• [The task]
From the line containing "serializer.serialize_str(&to_hex(address))" down to the final line of the entries below, restate each line word for word and add nothing.
(Provided data)
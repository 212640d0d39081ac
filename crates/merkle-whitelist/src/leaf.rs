//! Whitelist entries and their canonical leaf encoding

use std::{fmt, str::FromStr};

use serde::{Deserialize, Serialize};

use crate::{
    error::{Result, WhitelistError},
    hasher::Keccak256Hasher,
    types::{ADDRESS_LEN, Address, Hash, address_from_slice, parse_address, to_hex},
};

/// Size of a packed entry: 20-byte address followed by a big-endian u64.
pub const PACKED_LEN: usize = ADDRESS_LEN + 8;

/// Size of an ABI-encoded entry: two 32-byte words.
pub const ABI_LEN: usize = 64;

/// Byte layout used to turn an [`Entry`] into leaf preimage bytes.
#[derive(Clone, Copy, Debug, Default, PartialEq, Eq, Hash, Serialize, Deserialize)]
#[serde(rename_all = "lowercase")]
pub enum LeafEncoding {
    /// `abi.encodePacked(address, uint64)`: 28 bytes
    #[default]
    Packed,
    /// `abi.encode(address, uint64)`: each field right-aligned in a 32-byte word
    Abi,
}

impl LeafEncoding {
    /// Returns the string representation of the encoding
    pub const fn as_str(&self) -> &'static str {
        match self {
            Self::Packed => "packed",
            Self::Abi => "abi",
        }
    }

    /// Length in bytes of an encoded entry
    pub const fn encoded_len(&self) -> usize {
        match self {
            Self::Packed => PACKED_LEN,
            Self::Abi => ABI_LEN,
        }
    }
}

impl fmt::Display for LeafEncoding {
    fn fmt(&self, f: &mut fmt::Formatter<'_>) -> fmt::Result {
        f.write_str(self.as_str())
    }
}

impl FromStr for LeafEncoding {
    type Err = WhitelistError;

    fn from_str(s: &str) -> Result<Self> {
        match s.trim().to_lowercase().as_str() {
            "packed" => Ok(Self::Packed),
            "abi" => Ok(Self::Abi),
            _ => Err(WhitelistError::UnknownEncoding(s.to_string())),
        }
    }
}

/// A single whitelist allocation: who may claim, and how much.
#[derive(Clone, Copy, Debug, PartialEq, Eq, Hash, Serialize, Deserialize)]
pub struct Entry {
    /// Claimant address
    #[serde(with = "hex_address")]
    pub identity: Address,
    /// Allocation for the claimant
    pub quota: u64,
}

impl Entry {
    /// Create an entry from a fixed-width address.
    pub const fn new(identity: Address, quota: u64) -> Self {
        Self { identity, quota }
    }

    /// Create an entry from an arbitrary byte slice, which must be exactly 20 bytes.
    pub fn from_slice(identity: &[u8], quota: u64) -> Result<Self> {
        Ok(Self::new(address_from_slice(identity)?, quota))
    }

    /// Parse an entry from a hex address and a decimal quota.
    pub fn parse(identity: &str, quota: &str) -> Result<Self> {
        Ok(Self::new(parse_address(identity)?, parse_quota(quota)?))
    }

    /// Serialize the entry with the given layout.
    pub fn encode(&self, encoding: LeafEncoding) -> Vec<u8> {
        let mut out = Vec::with_capacity(encoding.encoded_len());
        match encoding {
            LeafEncoding::Packed => {
                out.extend_from_slice(&self.identity);
                out.extend_from_slice(&self.quota.to_be_bytes());
            }
            LeafEncoding::Abi => {
                out.extend_from_slice(&[0u8; 32 - ADDRESS_LEN]);
                out.extend_from_slice(&self.identity);
                out.extend_from_slice(&[0u8; 24]);
                out.extend_from_slice(&self.quota.to_be_bytes());
            }
        }
        out
    }

    /// Leaf hash: keccak256 of the encoded entry.
    pub fn leaf(&self, encoding: LeafEncoding) -> Hash {
        Keccak256Hasher::hash(&self.encode(encoding))
    }
}

impl fmt::Display for Entry {
    fn fmt(&self, f: &mut fmt::Formatter<'_>) -> fmt::Result {
        write!(f, "{}:{}", to_hex(&self.identity), self.quota)
    }
}

/// Parse a decimal quota, rejecting anything outside `0..=u64::MAX`.
pub fn parse_quota(s: &str) -> Result<u64> {
    s.trim().parse::<u64>().map_err(|_| WhitelistError::QuotaOutOfRange(s.to_string()))
}

/// Convenience wrapper for `entry.leaf(encoding)`
pub fn leaf_hash(identity: &Address, quota: u64, encoding: LeafEncoding) -> Hash {
    Entry::new(*identity, quota).leaf(encoding)
}

mod hex_address {
    use serde::{Deserialize, Deserializer, Serializer, de::Error};

    use crate::types::{Address, parse_address, to_hex};

    pub(super) fn serialize<S: Serializer>(
        address: &Address,
        serializer: S,
    ) -> Result<S::Ok, S::Error> {
        serializer.serialize_str(&to_hex(address))
    }

    pub(super) fn deserialize<'de, D: Deserializer<'de>>(
        deserializer: D,
    ) -> Result<Address, D::Error> {
        let s = String::deserialize(deserializer)?;
        parse_address(&s).map_err(D::Error::custom)
    }
}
(End Provided data)
• [Written solution]
        serializer.serialize_str(&to_hex(address))
    }

    pub(super) fn deserialize<'de, D: Deserializer<'de>>(
        deserializer: D,
    ) -> Result<Address, D::Error> {
        let s = String::deserialize(deserializer)?;
        parse_address(&s).map_err(D::Error::custom)
    }
}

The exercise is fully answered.